After losing both parents, days apart, the Lockyer family shares story of how Hospice supported their family and aims to ensure supports continue to be available to all
Our parents shared a great love story – one that lasted more than half a century and ended with each of them dying of a broken heart.
Many of you might know our father Wayne Lockyer – he co-owned and operated Lockyers’ Garden Centre and was a local minor hockey coach – and our mother Susan Lockyer who worked for many years at the Mapleridge Shoppers Drug Mart and was well-known for her kind soul and spectacular smile.
They were happily married for 52 years and they loved, played and worked with passion all while raising us three children.
It was devastating when Mom was diagnosed with congestive heart failure in her 70s but she maintained a positive attitude as she prepared for surgery.
It wasn’t long, however, before we received the gut-wrenching news that Dad was diagnosed with lung cancer and only had a couple of months to live. Mom postponed her surgery to be by his side when he was admitted to the wonderful care of Hospice Peterborough.

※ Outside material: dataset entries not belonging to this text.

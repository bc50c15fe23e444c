// =============================================================================
// Broker — market data and order submission seam
// =============================================================================
//
// The signal engine never talks to an exchange directly. Candles come in and
// orders go out through the `Broker` trait so that the live client can be
// swapped for an in-memory stub in tests.
// =============================================================================

pub mod binance;

use anyhow::{bail, Result};
use async_trait::async_trait;
use chrono::{DateTime, Utc};
use serde::{Deserialize, Serialize};

use crate::signal_report::SignalReport;
use crate::types::{Candle, Side};

pub use binance::BinanceBroker;

/// An order derived from an actionable decision.
#[derive(Debug, Clone, Serialize, Deserialize)]
pub struct OrderRequest {
    /// Client-side order id (UUID v4).
    pub id: String,
    pub symbol: String,
    pub side: Side,
    /// Quote-currency amount.
    pub amount: f64,
    pub duration_secs: u32,
    /// Open time of the candle whose close produced the decision.
    pub decided_at: DateTime<Utc>,
}

impl OrderRequest {
    /// `None` when the report's decision is not actionable.
    pub fn from_report(report: &SignalReport, amount: f64, duration_secs: u32) -> Option<Self> {
        let side = report.decision.side()?;
        Some(Self {
            id: uuid::Uuid::new_v4().to_string(),
            symbol: report.symbol.clone(),
            side,
            amount,
            duration_secs,
            decided_at: report.timestamp,
        })
    }
}

/// What the broker reported back after accepting an order.
#[derive(Debug, Clone, Serialize, Deserialize)]
pub struct OrderAck {
    pub order_id: String,
    pub status: String,
    #[serde(default)]
    pub raw: serde_json::Value,
}

#[async_trait]
pub trait Broker: Send + Sync {
    /// Completed and in-progress candles from `from` up to now, oldest first.
    async fn fetch_candles(&self, symbol: &str, from: DateTime<Utc>, period_seconds: u32) -> Result<Vec<Candle>>;

    async fn submit_order(&self, order: &OrderRequest) -> Result<OrderAck>;
}

/// Exchange interval label for a candle period.
pub fn interval_for_period(period_seconds: u32) -> Result<&'static str> {
    let interval = match period_seconds {
        60 => "1m",
        180 => "3m",
        300 => "5m",
        900 => "15m",
        1_800 => "30m",
        3_600 => "1h",
        7_200 => "2h",
        14_400 => "4h",
        21_600 => "6h",
        28_800 => "8h",
        43_200 => "12h",
        86_400 => "1d",
        259_200 => "3d",
        604_800 => "1w",
        other => bail!("unsupported candle period: {other}s"),
    };
    Ok(interval)
}
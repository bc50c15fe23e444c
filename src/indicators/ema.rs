// =============================================================================
// Exponential Moving Average (EMA)
// =============================================================================
//
// EMA gives more weight to recent prices, making it more responsive to new
// information than the Simple Moving Average (SMA).
//
// Formula:
//   multiplier = 2 / (span + 1)
//   EMA_t      = input_t * multiplier + EMA_{t-1} * (1 - multiplier)
//
// The very first EMA value is seeded with the SMA of the first `span` inputs.
// The update is evaluated as `EMA_{t-1} + multiplier * (input_t - EMA_{t-1})`,
// which is the same law and keeps a constant input exactly constant.
// =============================================================================

/// Smoothing factor for a given span.
pub fn smoothing_factor(span: usize) -> f64 {
    2.0 / (span as f64 + 1.0)
}

/// Compute the EMA series for the given `inputs` slice and `span`.
///
/// Returns an empty `Vec` when the input is too short or the span is zero.
/// Each output element corresponds to an input starting at index `span - 1`.
///
/// # Edge cases
/// - `span == 0` => empty vec (division by zero guard)
/// - `inputs.len() < span` => empty vec
/// - A non-finite value stops the series; downstream consumers should not
///   trust anything computed past it.
pub fn calculate_ema(inputs: &[f64], span: usize) -> Vec<f64> {
    if span == 0 || inputs.len() < span {
        return Vec::new();
    }

    let multiplier = smoothing_factor(span);

    // Seed: SMA of the first `span` values.
    let seed: f64 = inputs[..span].iter().sum::<f64>() / span as f64;
    if !seed.is_finite() {
        return Vec::new();
    }

    let mut result = Vec::with_capacity(inputs.len() - span + 1);
    result.push(seed);

    let mut prev_ema = seed;
    for &value in &inputs[span..] {
        let ema = prev_ema + multiplier * (value - prev_ema);
        if !ema.is_finite() {
            break;
        }
        result.push(ema);
        prev_ema = ema;
    }

    result
}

We have so much gratitude for the care we received – as a whole family – when Dad stayed in the residence. Mom stayed with him 24-7 and staff even brought in a double-sized hospital bed so they could sleep beside each other. Staff catered to their favourite foods (Dad was a picky eater!), provided Mom with a shoulder to cry on as well as professional grief support and a nurse even played guitar in the room so Mom and Dad could dance. We are fortunate to have an amazing local hospital but these are things that were only possible at Hospice.
As Dad’s health continued to decline, Mom had an increasingly hard time. One day, Mom couldn’t catch her breath – Hospice nurses called an ambulance for her and took care of her until she was taken to hospital to be treated. About a week later Mom was rushed to hospital from home when she suffered cardiac arrest and was put on life support with stress cardiomyopathy, also known as Broken Heart Syndrome.
After making the decision to take her off of life support, our family felt raw as we gathered at the hospital, held each other tight and said our goodbyes. My father’s heart was broken. The following day, Dad was a little less responsive. The morning after that, he told us he had had a conversation with Mom and felt ready to go; he died 15 minutes later.
You never know what the future holds and we had no idea that this is how our parents’ story would unfold. What we do know is that we’re forever grateful to Hospice Peterborough for being so loving, kind and thoughtful with our whole family and for treating Mom and Dad with such respect, compassion and empathy.
In gratitude, we used our family business RoadSide Greetings and Designs as a fundraiser this year and raised funds so Hospice can keep offering all of its programs and services free of charge whether it’s the end-of-life residence, grief counselling, day groups or community education.
In this season of giving, we ask that you please join us today by making your own donation.
Let’s make sure Hospice Peterborough’s expertise, compassion and care are there for all local families when they need it most.